● **TO DO**: Please retype all of the data below, word for word.

** SOURCE DATA follows **

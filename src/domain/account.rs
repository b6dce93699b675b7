use crate::domain::{Error, Money};

pub type UserId = u64;

/// Balance ledger entry for a single user. Accounts are created on first
/// touch with a zero balance and never deleted.
#[derive(Debug, Clone)]
pub struct Account {
    pub user_id: UserId,
    pub balance: Money,
}

impl Account {
    pub fn new(user_id: UserId) -> Self {
        Self {
            user_id,
            balance: Money::ZERO,
        }
    }

    /// Applies a signed delta and returns the new balance. The overdraft
    /// check and the write share one borrow; a caller holding the store lock
    /// therefore cannot lose an update to a concurrent adjustment.
    pub fn adjust(&mut self, delta: Money) -> Result<Money, Error> {
        let next = self.balance + delta;
        if next < Money::ZERO {
            return Err(Error::InsufficientFunds {
                user_id: self.user_id,
                available: self.balance,
                required: -delta,
            });
        }
        self.balance = next;
        Ok(self.balance)
    }

    pub fn credit(&mut self, amount: Money) -> Money {
        self.balance += amount;
        self.balance
    }

    pub fn debit(&mut self, amount: Money) -> Result<Money, Error> {
        self.adjust(-amount)
    }
}

#[cfg(test)]
mod tests {
    use super::Account;
    use crate::domain::{Error, Money};

    #[test]
    fn debit_beyond_balance_is_rejected() {
        let mut account = Account::new(7);
        account.credit(Money::from(50));
        let err = account.debit(Money::from(80)).unwrap_err();
        assert!(matches!(err, Error::InsufficientFunds { user_id: 7, .. }));
        assert_eq!(account.balance, Money::from(50));
    }

    #[test]
    fn adjust_returns_new_balance() {
        let mut account = Account::new(1);
        assert_eq!(account.adjust(Money::from(30)).unwrap(), Money::from(30));
        assert_eq!(account.adjust(-Money::from(10)).unwrap(), Money::from(20));
    }
}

** End of SOURCE DATA **

● **TASK SOLUTION**:
filename src/domain/account.rs
repository b6dce93699b675b7
use crate::domain::{Error, Money};

pub type UserId = u64;

/// Balance ledger entry for a single user. Accounts are created on first
/// touch with a zero balance and never deleted.
#[derive(Debug, Clone)]
pub struct Account {
    pub user_id: UserId,
    pub balance: Money,
}

impl Account {
    pub fn new(user_id: UserId) -> Self {
        Self {
            user_id,
            balance: Money::ZERO,
        }
    }

    /// Applies a signed delta and returns the new balance. The overdraft
    /// check and the write share one borrow; a caller holding the store lock
    /// therefore cannot lose an update to a concurrent adjustment.
    pub fn adjust(&mut self, delta: Money) -> Result<Money, Error> {
        let next = self.balance + delta;
        if next < Money::ZERO {
            return Err(Error::InsufficientFunds {
                user_id: self.user_id,
                available: self.balance,
                required: -delta,
            });
        }
        self.balance = next;
        Ok(self.balance)
    }

    pub fn credit(&mut self, amount: Money) -> Money {
        self.balance += amount;
        self.balance
    }

    pub fn debit(&mut self, amount: Money) -> Result<Money, Error> {
        self.adjust(-amount)
    }
}

#[cfg(test)]
mod tests {
    use super::Account;
    use crate::domain::{Error, Money};

    #[test]
    fn debit_beyond_balance_is_rejected() {
        let mut account = Account::new(7);
        account.credit(Money::from(50));
        let err = account.debit(Money::from(80)).unwrap_err();
        assert!(matches!(err, Error::InsufficientFunds { user_id: 7, .. }));
        assert_eq!(account.balance, Money::from(50));
    }

    #[test]
    fn adjust_returns_new_balance() {
        let mut account = Account::new(1);
        assert_eq!(account.adjust(Money::from(30)).unwrap(), Money::from(30));
        assert_eq!(account.adjust(-Money::from(10)).unwrap(), Money::from(20));
    }
}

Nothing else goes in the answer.